It took scientists more than twenty years after the first DNA sequencing technology was discovered to sequence the entire human genome; yet our own cells complete this task every time our bodies produces a daughter cell. So to achieve the goal of real time DNA sequencing, Pacific Biosciences had the idea to spy on Mother Nature as she goes to work copying DNA. Now, the company's commercial device planned to be on the market in 2010, promises to be 20,000 times faster than current second generation technology, with turn around time of about ten minutes rather than ten days. Chief Technology Officer Steve Turner says in four to five years, new technologies promise to rocket this technology forward even further, making it will possible to sequence an entire human genome in fifteen minutes, on a chip that costs less than 100 dollars.
DNA polymerase is a natural enzyme that constantly makes copies of DNA. DNA is a double stranded chain, and when the two strands are separated, it's possible to recreate one based on the other. That's because DNA consists of only four building blocks, or nucleotides. Each nucleotide only pairs up with one other: adenine (A) pairs with thymine (T), and guanine (G) pairs with cytosine (C). Thus, if one side of the chain reads AATTGGCC, the other side reads TTAACCGG. Polymerase unzips a DNA chain and as long as there are nucleotides to be had, it grabs them and makes a copy of the chain.
Second generation DNA sequencing techniques use polymerase
as a reagent, throwing it away after reading only a few nucleotides in the
sequence.

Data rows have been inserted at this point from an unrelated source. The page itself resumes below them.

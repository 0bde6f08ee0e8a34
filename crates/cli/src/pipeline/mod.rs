//! Collector orchestration module.

mod collector;
mod stats;

pub use collector::Collector;
pub use stats::CollectorStats;
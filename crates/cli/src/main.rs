//! # Syslog Collector CLI
//!
//! Command-line entry point.
//!
//! Provides:
//! - Configuration loading and validation
//! - Receiver / dispatcher lifecycle
//! - Shutdown on SIGINT / SIGTERM

mod cli;
mod commands;
mod error;
mod pipeline;

use anyhow::Result;
use clap::Parser;
use observability::{LogFormat, ObservabilityConfig};
use tracing::info;

use cli::{Cli, Commands};
use commands::{run_collector, run_validate};

#[tokio::main]
async fn main() -> Result<()> {
    // Load .env file if present
    dotenvy::dotenv().ok();

    let cli = Cli::parse();

    init_logging(&cli)?;

    info!(
        version = env!("CARGO_PKG_VERSION"),
        "Syslog collector starting"
    );

    let result = match &cli.command {
        Commands::Run(args) => run_collector(args).await,
        Commands::Validate(args) => run_validate(args),
    };

    if let Err(ref e) = result {
        tracing::error!(error = %e, "Command failed");
    }

    result
}

/// Initialize logging based on CLI options
///
/// `RUST_LOG` takes precedence over `-v` / `-q`.
fn init_logging(cli: &Cli) -> Result<()> {
    let default_log_level = if cli.quiet {
        "warn"
    } else {
        match cli.verbose {
            0 => "info",
            1 => "debug",
            _ => "trace",
        }
    };

    let log_format = match cli.log_format {
        cli::LogFormat::Json => LogFormat::Json,
        cli::LogFormat::Pretty => LogFormat::Pretty,
        cli::LogFormat::Compact => LogFormat::Compact,
    };

    // Prometheus is installed by `run` only when requested
    observability::init_with_config(ObservabilityConfig {
        log_format,
        metrics_port: None,
        default_log_level: default_log_level.to_string(),
    })
}
//! # Contracts
//!
//! Shared data structures and traits for the collector crates.
//! Business crates depend on this crate only; reverse dependencies are prohibited.
//!
//! ## Data flow
//! - `ingestion` turns a datagram into a [`LogMessage`]
//! - `dispatcher` consumes it through a [`DataSink`]
//! - [`CollectorConfig`] is produced by `config_loader`

mod config;
mod error;
mod message;
mod sink;

pub use config::*;
pub use error::*;
pub use message::*;
pub use sink::*;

Turner says one of his company's main objectives was to achieve what they call
Single Molecule Real Time DNA Sequencing (SMRT
DNA sequencing) in which they keep the polymerase around longer. One the main problems with watching the
polymerase is knowing how to see the nucleotides. Second generation
techniques attach a different color fluorophore molecule to each type of nucleotide,
lighting them up like Christmas lights. But a whole chain of these lights
creates too much background noise to see the individuals and their order on the chain.
Pacific Biosciences overcame this first challenge by attaching the fluorophores to a part of the nucleotide that is naturally cleaved off by the DNA polymerase. It diffuses away with 100% efficiency in a totally natural process, and keeps the background noise to a low minimum.

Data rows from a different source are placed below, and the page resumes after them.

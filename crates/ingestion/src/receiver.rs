//! UDP receiver
//!
//! One socket, one loop: read a datagram, decode it, tag it with the sender
//! address and push it onto the dispatcher queue. Undecodable datagrams are
//! logged and counted; they never stop the loop.

use std::io;
use std::net::SocketAddr;
use std::sync::Arc;
use std::time::Duration;

use contracts::{fields, ServerConfig};
use tokio::net::UdpSocket;
use tracing::{debug, info, instrument, trace, warn};

use crate::error::{IngestionError, Result};
use crate::metrics::IngestionMetrics;
use crate::parser;
use crate::queue::{MessageSender, PushOutcome};

/// Pause after a failed socket read
const RECV_RETRY_DELAY: Duration = Duration::from_millis(100);

/// Syslog UDP receiver
pub struct UdpReceiver {
    socket: UdpSocket,
    local_addr: SocketAddr,
    max_datagram_size: usize,
    sender: MessageSender,
    metrics: Arc<IngestionMetrics>,
}

impl UdpReceiver {
    /// Bind the socket described by `config`
    ///
    /// # Errors
    /// [`IngestionError::Bind`] when the address is invalid or in use
    #[instrument(name = "receiver_bind", skip(config, sender, metrics), fields(addr = %config.bind_address()))]
    pub async fn bind(
        config: &ServerConfig,
        sender: MessageSender,
        metrics: Arc<IngestionMetrics>,
    ) -> Result<Self> {
        let addr = config.bind_address();
        let socket = UdpSocket::bind(&addr)
            .await
            .map_err(|source| IngestionError::Bind {
                addr: addr.clone(),
                source,
            })?;
        let local_addr = socket.local_addr().map_err(IngestionError::LocalAddr)?;

        info!(%local_addr, "listening for syslog datagrams");

        Ok(Self {
            socket,
            local_addr,
            max_datagram_size: config.max_datagram_size,
            sender,
            metrics,
        })
    }

    /// Address the socket is bound to
    pub fn local_addr(&self) -> SocketAddr {
        self.local_addr
    }

    /// Receive until the queue closes
    ///
    /// Socket read errors are logged and the loop continues after a short
    /// pause.
    ///
    /// # Errors
    /// [`IngestionError::QueueClosed`] once the dispatcher is gone
    #[instrument(name = "receiver_run", skip(self), fields(addr = %self.local_addr))]
    pub async fn run(self) -> Result<()> {
        let mut buf = vec![0u8; self.max_datagram_size];
        loop {
            let (len, peer) = match self.socket.recv_from(&mut buf).await {
                Ok(received) => received,
                Err(e) => {
                    read_failed(&e).await;
                    continue;
                }
            };
            self.handle_datagram(&buf[..len], peer).await?;
        }
    }

    /// Decode one datagram and enqueue it
    async fn handle_datagram(&self, payload: &[u8], peer: SocketAddr) -> Result<()> {
        self.metrics.record_received(payload.len());
        trace!(%peer, bytes = payload.len(), "datagram received");

        let message = match parser::parse(payload) {
            Ok(message) => message.with_field(fields::CLIENT, peer.to_string()),
            Err(e) => {
                self.metrics.record_parse_error(e.reason);
                warn!(%peer, error = %e, "discarding datagram");
                return Ok(());
            }
        };

        let hostname = message.hostname().to_string();
        if self.sender.push(message).await? == PushOutcome::Queued {
            debug!(%peer, %hostname, "message queued");
        }
        Ok(())
    }
}

/// Log a failed read and pause so a persistent socket error cannot spin
async fn read_failed(error: &io::Error) {
    warn!(%error, "failed to read datagram");
    tokio::time::sleep(RECV_RETRY_DELAY).await;
}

To illuminate the individual nucleotides as they are attached to the chain, the company has developed a SMRT chip- a strip of metal with thousands of small wells in it (see image). At the bottom of each well is a polymerase, resting on a glass bottom, and latched onto a strand of DNA which it will unzip and begin to copy. Base pairs fly around the surface of the chip, but only a few at a time dip down into the well. This immediately minimizes the background noise from those unattached nucleotides. Engineers shine a laser through the glass bottom, but the light does not come up through the well. This uses the same concept found in your microwave oven. You don't want those microwaves flying around the kitchen, but you want to see what's cooking. So the door of the oven has small holes cut in it, which are large enough to let visible light escape, but too small for microwaves to pass through. Similarly, the wavelength of the laser light is too large to pass up through into the wells. But there is an evanescent penetration volume of only a few zeptoliters (10-21). This illuminates the polymerase, but not the space around it where the nucleotides are floating. And when a nucleotide is bound to the DNA cahin, it releases a burst of light.
The Pacific Biosciences technique uses no reagent, unlike second generation sequencing methods which use a tremendous amount of reagent (it would take two semitrailers full to sequence an entire human genome). It's 20,000 times faster and only takes ten minute to turn around from the time the sequencing finishes. In addition, the Pacific Biosciences it has three times the read time - or the length of a DNA strand that is read sequentially before the process stops. Normally this is shortened by an overwhelming background noise.
Considering that the technique utilizes a lense and a single-photon CCD array to collect the light, Turner says he hopes DNA sequencing will come to be considered a type of medical imaging in the next ten years.